Begin at the line that contains "if associated >" and repeat every line from there to the end of the records below, inclusive, without adding any other line.

**Stored data:**
== Segment start ==

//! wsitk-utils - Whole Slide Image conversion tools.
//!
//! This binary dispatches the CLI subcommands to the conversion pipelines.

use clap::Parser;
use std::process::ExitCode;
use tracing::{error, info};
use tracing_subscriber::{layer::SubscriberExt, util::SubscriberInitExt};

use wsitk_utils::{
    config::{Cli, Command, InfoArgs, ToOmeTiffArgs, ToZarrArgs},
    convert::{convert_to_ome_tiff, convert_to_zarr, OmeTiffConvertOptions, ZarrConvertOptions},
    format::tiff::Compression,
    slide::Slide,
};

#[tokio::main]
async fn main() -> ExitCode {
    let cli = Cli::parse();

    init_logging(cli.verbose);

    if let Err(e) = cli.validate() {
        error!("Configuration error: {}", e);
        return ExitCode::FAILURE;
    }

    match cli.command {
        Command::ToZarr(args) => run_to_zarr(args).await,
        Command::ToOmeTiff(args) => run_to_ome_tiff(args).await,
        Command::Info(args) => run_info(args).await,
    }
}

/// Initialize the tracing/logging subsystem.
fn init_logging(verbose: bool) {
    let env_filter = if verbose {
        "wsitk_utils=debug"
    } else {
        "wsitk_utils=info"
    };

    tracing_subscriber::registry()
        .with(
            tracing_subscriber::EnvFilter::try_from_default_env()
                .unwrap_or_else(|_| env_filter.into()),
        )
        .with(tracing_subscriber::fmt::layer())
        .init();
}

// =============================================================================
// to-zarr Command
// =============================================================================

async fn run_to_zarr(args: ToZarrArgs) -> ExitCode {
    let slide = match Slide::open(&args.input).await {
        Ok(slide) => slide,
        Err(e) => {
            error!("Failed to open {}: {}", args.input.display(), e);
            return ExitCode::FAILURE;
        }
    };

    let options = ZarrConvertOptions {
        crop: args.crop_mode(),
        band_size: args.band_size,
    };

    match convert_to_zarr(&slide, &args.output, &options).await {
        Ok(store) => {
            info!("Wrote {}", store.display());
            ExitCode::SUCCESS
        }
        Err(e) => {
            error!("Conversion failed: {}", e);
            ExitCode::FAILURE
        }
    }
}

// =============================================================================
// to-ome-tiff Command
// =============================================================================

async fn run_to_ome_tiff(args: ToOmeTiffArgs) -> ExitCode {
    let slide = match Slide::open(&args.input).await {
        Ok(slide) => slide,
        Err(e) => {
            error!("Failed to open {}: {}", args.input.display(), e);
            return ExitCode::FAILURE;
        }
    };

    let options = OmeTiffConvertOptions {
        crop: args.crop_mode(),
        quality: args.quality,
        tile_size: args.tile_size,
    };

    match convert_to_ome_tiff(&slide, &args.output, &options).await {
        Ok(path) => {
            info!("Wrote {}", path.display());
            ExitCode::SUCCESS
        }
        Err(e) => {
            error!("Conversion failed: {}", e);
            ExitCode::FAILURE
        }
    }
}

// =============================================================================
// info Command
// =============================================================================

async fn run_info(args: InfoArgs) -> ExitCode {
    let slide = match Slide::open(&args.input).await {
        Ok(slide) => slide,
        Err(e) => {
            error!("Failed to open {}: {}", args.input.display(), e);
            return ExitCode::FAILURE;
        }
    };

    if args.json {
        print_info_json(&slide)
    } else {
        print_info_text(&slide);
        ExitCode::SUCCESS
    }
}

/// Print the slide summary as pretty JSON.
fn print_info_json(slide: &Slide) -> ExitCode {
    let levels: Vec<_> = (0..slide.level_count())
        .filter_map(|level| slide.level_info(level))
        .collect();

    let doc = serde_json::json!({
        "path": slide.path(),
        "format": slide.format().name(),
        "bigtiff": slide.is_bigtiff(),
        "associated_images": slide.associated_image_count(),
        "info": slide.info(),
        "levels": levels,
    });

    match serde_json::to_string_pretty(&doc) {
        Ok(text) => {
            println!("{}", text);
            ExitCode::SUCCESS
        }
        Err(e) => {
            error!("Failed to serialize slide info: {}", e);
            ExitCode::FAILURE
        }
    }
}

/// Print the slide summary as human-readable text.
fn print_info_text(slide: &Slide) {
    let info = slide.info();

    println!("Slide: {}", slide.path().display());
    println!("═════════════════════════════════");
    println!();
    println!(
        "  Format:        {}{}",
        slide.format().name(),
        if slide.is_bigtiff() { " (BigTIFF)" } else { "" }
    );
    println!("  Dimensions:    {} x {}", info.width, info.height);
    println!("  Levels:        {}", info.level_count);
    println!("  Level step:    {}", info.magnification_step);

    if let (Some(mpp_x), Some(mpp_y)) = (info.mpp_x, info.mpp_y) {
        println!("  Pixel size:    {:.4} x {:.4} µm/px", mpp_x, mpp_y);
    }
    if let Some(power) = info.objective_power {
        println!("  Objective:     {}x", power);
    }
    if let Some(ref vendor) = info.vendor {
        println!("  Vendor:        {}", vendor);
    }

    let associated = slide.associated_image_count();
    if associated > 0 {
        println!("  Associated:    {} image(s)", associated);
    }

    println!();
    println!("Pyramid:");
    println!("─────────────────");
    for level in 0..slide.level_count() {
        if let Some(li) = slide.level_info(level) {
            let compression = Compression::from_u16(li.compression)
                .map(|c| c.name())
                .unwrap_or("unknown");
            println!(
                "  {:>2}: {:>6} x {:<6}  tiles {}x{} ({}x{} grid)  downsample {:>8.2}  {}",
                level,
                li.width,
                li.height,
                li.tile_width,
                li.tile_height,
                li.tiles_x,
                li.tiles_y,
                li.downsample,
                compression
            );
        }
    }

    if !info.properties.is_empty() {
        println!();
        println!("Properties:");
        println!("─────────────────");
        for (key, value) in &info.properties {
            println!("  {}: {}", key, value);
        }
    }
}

== Segment end ==

**Result of this exercise:**
    if associated > 0 {
        println!("  Associated:    {} image(s)", associated);
    }

    println!();
    println!("Pyramid:");
    println!("─────────────────");
    for level in 0..slide.level_count() {
        if let Some(li) = slide.level_info(level) {
            let compression = Compression::from_u16(li.compression)
                .map(|c| c.name())
                .unwrap_or("unknown");
            println!(
                "  {:>2}: {:>6} x {:<6}  tiles {}x{} ({}x{} grid)  downsample {:>8.2}  {}",
                level,
                li.width,
                li.height,
                li.tile_width,
                li.tile_height,
                li.tiles_x,
                li.tiles_y,
                li.downsample,
                compression
            );
        }
    }

    if !info.properties.is_empty() {
        println!();
        println!("Properties:");
        println!("─────────────────");
        for (key, value) in &info.properties {
            println!("  {}: {}", key, value);
        }
    }
}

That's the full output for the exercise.